[What needs to be done] From the entries below, report how many lines contain the string "filename". Give only that number.

[Collected data entries]
○ ○ ○ ○ ○ ○ ○
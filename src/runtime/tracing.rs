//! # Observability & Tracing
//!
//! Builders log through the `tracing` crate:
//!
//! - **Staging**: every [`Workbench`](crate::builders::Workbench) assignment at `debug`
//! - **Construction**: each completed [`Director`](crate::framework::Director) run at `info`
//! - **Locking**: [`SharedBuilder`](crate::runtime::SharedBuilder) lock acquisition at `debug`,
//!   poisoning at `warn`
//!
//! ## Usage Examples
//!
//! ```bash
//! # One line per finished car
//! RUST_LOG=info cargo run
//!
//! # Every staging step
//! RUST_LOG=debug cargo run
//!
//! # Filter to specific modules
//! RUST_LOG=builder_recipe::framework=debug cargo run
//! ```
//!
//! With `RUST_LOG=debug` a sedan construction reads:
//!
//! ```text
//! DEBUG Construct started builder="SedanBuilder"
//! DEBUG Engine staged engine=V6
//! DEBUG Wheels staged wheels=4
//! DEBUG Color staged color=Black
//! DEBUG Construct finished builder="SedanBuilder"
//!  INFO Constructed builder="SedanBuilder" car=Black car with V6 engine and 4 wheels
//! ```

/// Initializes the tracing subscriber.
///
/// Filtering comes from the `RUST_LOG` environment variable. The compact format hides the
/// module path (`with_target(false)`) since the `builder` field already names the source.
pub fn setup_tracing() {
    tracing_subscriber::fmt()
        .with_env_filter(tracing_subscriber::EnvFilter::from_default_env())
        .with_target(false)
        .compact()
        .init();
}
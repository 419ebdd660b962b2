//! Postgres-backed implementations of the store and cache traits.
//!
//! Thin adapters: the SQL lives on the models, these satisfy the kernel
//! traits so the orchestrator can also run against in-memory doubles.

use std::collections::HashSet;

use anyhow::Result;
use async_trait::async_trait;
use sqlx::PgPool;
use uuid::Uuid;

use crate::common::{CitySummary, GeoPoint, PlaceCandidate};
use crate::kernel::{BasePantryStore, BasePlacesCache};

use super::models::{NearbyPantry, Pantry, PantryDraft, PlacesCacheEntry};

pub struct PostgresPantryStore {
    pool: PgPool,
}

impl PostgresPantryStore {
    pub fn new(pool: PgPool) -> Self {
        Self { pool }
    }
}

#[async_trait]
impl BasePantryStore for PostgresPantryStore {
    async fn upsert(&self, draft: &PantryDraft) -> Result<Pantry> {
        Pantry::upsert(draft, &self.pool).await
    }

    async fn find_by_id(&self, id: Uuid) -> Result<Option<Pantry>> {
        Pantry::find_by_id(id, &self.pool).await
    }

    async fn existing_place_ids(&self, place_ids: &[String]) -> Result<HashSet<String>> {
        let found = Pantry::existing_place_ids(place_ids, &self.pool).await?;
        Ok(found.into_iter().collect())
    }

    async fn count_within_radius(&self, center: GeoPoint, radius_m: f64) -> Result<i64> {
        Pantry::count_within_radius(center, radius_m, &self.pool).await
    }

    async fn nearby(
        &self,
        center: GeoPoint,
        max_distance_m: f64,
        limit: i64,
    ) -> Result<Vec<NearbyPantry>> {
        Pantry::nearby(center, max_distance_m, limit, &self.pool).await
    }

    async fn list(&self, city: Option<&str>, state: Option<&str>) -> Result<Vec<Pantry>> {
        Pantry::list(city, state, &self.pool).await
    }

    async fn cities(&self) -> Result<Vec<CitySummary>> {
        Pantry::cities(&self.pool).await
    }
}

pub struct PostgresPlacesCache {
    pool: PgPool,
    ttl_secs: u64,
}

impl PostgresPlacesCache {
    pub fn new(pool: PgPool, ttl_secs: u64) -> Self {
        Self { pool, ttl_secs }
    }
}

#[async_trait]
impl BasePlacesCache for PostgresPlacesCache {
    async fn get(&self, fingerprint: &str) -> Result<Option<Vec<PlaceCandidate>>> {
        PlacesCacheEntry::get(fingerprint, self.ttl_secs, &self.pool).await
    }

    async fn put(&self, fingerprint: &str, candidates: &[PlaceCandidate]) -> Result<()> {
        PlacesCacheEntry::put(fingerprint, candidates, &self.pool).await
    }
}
○ ○ ○ ○ ○ ○ ○
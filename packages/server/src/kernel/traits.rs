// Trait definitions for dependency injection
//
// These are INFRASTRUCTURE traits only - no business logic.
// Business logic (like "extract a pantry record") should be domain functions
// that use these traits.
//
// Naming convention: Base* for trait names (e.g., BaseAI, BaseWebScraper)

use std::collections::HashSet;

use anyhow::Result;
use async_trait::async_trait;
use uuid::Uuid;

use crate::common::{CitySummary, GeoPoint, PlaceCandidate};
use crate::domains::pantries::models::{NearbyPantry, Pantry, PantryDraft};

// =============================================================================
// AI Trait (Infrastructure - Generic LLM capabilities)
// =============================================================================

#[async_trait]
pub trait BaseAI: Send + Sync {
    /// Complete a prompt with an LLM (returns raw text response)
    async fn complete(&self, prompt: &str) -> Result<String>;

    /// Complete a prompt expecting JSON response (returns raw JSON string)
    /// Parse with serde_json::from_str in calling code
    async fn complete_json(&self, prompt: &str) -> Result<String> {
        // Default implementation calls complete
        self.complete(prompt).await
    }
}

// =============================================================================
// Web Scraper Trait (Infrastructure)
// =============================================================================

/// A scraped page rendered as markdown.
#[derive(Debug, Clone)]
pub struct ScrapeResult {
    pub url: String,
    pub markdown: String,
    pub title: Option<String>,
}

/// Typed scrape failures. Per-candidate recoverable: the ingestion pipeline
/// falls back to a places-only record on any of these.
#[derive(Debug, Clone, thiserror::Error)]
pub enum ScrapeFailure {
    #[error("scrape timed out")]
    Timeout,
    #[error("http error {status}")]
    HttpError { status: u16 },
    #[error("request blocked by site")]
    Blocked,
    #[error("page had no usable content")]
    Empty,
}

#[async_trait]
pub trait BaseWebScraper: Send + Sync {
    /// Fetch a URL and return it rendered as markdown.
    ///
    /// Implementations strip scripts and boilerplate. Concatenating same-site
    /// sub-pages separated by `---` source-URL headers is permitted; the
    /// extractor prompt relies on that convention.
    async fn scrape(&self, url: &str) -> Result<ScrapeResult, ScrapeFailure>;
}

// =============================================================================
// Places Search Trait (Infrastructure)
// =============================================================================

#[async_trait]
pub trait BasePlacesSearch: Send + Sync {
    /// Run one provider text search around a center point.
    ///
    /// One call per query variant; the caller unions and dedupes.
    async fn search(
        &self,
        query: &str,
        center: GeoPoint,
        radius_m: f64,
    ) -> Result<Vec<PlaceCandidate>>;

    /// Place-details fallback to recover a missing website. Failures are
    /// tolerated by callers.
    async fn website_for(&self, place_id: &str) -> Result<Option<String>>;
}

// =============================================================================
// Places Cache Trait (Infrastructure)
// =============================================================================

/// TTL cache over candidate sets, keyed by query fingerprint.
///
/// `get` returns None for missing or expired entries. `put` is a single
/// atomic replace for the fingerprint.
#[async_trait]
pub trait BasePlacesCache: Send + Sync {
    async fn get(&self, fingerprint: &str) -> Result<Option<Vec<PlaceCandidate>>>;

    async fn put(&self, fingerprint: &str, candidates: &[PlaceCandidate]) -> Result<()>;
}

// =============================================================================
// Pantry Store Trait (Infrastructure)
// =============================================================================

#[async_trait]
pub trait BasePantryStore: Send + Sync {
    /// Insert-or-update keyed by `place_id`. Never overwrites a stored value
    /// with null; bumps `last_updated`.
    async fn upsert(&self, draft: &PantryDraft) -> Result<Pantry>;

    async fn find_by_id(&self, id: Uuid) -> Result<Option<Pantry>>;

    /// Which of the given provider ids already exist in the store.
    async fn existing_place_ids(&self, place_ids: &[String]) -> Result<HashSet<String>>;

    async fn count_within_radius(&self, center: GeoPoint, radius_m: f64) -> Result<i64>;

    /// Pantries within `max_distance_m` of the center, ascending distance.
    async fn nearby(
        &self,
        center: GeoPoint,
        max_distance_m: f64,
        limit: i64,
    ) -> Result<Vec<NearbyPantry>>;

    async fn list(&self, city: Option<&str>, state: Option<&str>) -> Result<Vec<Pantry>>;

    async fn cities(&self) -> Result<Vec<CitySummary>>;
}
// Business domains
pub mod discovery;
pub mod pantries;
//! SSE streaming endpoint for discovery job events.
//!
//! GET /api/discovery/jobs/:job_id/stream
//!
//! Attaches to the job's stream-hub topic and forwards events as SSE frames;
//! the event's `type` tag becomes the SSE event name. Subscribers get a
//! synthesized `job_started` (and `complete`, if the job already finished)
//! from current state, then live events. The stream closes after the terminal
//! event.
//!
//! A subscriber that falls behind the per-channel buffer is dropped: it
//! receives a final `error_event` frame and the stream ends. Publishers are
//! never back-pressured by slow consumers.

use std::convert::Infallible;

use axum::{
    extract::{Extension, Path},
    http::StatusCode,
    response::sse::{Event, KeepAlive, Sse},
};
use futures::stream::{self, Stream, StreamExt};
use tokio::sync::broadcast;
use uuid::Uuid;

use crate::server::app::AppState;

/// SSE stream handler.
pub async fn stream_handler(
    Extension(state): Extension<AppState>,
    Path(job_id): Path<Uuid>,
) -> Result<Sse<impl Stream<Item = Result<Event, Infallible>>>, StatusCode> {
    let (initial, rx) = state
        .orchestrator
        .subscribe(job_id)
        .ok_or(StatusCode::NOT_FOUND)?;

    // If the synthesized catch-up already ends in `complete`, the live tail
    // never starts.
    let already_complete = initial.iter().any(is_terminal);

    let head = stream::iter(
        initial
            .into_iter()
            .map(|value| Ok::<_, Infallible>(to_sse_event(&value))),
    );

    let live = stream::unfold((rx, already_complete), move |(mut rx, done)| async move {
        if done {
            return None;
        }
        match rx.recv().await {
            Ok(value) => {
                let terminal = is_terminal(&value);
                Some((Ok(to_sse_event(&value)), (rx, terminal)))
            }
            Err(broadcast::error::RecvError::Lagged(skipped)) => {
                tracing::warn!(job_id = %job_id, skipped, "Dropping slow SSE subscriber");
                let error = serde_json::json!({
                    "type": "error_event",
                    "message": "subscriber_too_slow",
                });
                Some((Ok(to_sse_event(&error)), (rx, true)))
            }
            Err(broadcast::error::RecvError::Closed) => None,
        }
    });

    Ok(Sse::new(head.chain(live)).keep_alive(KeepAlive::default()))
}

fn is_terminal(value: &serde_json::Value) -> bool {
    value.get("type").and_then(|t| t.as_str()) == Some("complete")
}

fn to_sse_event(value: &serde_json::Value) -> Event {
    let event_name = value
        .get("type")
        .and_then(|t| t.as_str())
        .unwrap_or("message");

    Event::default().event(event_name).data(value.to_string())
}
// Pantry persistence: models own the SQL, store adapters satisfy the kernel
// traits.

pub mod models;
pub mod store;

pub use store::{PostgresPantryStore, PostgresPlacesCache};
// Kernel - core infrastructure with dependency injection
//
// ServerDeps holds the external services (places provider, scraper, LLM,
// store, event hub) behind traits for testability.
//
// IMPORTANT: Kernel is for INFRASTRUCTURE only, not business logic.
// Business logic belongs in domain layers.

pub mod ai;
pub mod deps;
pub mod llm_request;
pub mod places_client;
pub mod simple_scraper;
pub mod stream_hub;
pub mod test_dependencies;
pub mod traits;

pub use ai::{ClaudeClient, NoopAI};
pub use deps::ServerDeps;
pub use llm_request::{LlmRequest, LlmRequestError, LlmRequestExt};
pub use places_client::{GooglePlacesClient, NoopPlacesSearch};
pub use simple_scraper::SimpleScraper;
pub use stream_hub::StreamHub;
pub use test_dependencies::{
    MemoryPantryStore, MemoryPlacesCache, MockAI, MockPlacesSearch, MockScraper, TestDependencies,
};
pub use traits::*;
○ ○ ○ ○ ○ ○ ○
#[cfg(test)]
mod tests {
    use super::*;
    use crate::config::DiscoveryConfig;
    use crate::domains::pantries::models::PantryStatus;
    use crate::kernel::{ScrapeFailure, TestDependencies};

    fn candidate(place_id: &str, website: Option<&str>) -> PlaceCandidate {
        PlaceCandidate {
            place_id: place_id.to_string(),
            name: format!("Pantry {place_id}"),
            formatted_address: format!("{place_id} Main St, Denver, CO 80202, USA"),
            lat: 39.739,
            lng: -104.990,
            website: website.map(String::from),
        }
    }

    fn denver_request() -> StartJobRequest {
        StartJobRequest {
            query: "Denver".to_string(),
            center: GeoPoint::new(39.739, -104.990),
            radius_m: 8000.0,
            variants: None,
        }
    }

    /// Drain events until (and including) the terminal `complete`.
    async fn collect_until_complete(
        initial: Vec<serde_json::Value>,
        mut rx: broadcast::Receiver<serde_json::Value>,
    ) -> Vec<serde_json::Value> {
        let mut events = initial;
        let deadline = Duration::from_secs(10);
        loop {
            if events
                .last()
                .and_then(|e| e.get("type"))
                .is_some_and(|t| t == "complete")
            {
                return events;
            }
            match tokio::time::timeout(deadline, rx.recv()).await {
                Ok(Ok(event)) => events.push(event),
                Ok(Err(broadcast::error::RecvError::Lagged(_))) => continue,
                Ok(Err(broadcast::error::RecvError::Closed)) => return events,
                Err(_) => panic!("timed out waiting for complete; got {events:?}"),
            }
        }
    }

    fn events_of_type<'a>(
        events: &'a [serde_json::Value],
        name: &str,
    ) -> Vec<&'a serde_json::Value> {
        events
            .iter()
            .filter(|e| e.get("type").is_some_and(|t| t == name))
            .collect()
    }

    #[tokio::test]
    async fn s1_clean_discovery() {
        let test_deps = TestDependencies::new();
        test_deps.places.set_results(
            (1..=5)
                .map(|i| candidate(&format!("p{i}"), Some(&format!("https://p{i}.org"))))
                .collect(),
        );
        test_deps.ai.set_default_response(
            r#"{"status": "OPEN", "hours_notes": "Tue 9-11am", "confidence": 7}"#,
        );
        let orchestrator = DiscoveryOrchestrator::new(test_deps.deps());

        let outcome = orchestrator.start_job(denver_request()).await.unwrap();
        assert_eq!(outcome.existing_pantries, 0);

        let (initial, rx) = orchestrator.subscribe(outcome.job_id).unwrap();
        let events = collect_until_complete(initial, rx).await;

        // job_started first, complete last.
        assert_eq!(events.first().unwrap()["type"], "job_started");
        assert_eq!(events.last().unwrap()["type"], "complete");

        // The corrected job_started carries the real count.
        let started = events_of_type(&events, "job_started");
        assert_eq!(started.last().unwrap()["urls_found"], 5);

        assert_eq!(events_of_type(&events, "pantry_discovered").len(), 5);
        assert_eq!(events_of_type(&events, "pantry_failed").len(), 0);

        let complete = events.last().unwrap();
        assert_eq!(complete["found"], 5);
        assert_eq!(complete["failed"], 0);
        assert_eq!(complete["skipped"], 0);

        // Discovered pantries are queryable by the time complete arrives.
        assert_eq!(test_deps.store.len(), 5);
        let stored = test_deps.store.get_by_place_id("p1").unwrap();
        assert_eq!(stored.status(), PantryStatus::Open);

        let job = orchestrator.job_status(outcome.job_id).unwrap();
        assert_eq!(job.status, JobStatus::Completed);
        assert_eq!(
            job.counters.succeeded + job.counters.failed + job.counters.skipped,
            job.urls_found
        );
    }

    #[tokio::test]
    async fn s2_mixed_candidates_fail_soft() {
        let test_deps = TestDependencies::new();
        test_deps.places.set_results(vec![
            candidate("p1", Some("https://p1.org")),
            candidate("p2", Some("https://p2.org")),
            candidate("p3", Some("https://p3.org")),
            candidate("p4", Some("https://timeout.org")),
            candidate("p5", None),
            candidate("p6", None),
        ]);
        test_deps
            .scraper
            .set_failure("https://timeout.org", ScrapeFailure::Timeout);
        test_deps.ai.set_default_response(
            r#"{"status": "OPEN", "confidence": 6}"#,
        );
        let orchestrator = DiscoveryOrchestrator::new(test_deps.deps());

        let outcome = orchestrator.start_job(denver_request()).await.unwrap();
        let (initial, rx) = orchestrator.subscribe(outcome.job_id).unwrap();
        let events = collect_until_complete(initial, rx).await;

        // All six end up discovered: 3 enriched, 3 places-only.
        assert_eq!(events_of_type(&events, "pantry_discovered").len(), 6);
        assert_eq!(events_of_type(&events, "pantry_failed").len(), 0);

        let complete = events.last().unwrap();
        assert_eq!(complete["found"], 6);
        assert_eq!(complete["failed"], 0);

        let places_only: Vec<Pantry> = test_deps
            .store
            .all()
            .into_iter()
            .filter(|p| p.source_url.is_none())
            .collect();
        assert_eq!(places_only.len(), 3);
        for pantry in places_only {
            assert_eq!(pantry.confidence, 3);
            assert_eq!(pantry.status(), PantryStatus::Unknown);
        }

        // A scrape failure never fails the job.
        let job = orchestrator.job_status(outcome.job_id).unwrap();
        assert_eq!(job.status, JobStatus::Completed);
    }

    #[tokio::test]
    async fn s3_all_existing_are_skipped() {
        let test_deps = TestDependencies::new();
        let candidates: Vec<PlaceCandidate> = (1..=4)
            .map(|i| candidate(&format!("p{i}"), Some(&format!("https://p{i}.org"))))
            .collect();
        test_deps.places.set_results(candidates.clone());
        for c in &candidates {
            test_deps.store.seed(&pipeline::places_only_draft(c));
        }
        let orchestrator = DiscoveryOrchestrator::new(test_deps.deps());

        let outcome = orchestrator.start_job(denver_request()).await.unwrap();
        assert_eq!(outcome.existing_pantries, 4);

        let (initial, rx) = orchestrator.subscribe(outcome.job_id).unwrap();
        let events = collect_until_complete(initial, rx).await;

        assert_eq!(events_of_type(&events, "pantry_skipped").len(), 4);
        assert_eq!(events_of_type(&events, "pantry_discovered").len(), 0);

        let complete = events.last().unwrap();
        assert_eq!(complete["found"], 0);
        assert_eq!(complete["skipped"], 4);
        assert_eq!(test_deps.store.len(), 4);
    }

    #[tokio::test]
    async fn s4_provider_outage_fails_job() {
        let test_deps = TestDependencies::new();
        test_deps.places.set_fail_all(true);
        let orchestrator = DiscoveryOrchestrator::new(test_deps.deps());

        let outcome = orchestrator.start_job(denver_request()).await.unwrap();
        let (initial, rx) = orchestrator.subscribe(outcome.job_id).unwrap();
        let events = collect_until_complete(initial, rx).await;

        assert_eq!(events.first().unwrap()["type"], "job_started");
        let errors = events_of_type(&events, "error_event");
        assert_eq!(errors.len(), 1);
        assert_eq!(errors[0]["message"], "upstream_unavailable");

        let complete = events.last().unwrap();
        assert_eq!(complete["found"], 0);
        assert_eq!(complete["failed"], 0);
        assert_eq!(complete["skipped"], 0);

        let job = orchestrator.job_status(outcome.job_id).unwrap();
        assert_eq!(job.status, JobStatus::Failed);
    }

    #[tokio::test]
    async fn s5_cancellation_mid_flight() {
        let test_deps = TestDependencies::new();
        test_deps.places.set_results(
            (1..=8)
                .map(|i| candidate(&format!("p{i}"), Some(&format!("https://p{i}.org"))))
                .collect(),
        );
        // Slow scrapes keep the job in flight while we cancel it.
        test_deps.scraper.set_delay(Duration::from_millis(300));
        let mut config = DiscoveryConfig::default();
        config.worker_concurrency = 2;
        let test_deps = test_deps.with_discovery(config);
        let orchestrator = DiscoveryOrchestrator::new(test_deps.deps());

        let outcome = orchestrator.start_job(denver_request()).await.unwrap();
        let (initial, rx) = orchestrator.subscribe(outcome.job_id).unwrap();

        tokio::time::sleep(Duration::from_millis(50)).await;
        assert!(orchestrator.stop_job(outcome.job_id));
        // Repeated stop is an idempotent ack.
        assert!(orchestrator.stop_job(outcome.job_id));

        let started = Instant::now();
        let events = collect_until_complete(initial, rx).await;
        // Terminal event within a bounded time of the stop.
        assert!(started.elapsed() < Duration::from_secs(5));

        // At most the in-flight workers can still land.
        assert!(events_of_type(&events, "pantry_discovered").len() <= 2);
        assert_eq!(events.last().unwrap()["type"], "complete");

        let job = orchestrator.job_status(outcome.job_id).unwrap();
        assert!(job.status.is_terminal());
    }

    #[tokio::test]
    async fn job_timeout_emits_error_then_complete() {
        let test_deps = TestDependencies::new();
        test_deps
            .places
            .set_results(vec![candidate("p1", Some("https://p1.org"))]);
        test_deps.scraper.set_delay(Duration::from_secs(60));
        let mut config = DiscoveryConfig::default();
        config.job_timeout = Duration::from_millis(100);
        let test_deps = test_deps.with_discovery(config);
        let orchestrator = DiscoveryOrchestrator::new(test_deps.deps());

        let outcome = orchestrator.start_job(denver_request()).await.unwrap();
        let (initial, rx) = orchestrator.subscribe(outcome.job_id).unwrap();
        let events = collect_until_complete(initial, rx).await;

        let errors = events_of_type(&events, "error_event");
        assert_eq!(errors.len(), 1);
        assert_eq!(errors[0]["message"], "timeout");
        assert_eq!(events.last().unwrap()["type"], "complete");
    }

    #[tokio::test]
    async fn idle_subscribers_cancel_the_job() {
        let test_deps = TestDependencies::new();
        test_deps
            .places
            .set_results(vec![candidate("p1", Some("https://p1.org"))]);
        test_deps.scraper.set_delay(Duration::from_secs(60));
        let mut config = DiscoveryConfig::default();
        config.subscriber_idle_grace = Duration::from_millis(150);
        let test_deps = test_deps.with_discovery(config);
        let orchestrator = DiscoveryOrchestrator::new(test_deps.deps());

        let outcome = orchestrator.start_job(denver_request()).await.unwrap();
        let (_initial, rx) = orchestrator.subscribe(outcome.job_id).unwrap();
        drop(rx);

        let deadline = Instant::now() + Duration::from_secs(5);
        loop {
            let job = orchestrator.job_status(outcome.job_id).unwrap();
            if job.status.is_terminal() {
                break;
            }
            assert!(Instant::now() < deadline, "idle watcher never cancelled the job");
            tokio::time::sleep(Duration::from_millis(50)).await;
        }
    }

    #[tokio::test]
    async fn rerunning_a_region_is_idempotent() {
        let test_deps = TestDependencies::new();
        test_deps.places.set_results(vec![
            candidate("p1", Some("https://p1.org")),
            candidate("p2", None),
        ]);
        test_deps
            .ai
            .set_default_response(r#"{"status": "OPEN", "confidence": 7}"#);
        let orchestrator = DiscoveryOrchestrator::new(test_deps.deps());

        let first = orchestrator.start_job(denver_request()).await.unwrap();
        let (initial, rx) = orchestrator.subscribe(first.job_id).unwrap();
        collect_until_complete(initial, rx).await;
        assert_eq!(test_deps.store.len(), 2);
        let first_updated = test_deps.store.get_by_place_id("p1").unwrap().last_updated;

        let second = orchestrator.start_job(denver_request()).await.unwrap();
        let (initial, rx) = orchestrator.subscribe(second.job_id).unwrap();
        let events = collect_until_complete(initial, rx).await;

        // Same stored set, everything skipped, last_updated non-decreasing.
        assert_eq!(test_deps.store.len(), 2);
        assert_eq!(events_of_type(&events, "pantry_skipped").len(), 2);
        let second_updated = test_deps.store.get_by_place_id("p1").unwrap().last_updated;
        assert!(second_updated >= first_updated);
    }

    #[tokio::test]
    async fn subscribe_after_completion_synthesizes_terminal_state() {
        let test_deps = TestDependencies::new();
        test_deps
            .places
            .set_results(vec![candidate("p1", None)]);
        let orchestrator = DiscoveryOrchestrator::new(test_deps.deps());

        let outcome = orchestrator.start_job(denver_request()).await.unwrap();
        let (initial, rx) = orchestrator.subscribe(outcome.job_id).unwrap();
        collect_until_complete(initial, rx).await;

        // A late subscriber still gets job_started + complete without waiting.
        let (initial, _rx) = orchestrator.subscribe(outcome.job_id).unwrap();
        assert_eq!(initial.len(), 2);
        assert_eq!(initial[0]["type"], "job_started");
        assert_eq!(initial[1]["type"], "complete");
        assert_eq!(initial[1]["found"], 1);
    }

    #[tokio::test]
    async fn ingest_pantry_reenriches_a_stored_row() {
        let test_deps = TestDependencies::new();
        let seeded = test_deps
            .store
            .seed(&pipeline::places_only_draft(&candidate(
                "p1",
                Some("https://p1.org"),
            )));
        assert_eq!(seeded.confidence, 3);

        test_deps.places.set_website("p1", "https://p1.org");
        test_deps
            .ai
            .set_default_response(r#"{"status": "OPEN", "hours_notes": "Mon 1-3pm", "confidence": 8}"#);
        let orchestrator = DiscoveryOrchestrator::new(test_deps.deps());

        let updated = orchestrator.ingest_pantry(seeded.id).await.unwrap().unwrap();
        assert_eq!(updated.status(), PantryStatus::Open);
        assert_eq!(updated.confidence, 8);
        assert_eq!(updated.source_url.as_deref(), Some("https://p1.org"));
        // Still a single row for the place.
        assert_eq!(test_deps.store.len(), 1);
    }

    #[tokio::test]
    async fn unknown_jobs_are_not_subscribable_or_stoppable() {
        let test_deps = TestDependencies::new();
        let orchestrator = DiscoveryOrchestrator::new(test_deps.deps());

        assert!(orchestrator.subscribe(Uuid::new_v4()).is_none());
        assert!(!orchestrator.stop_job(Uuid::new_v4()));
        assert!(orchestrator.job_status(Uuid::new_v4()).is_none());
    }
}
○ ○ ○ ○ ○ ○ ○
[Your response] 2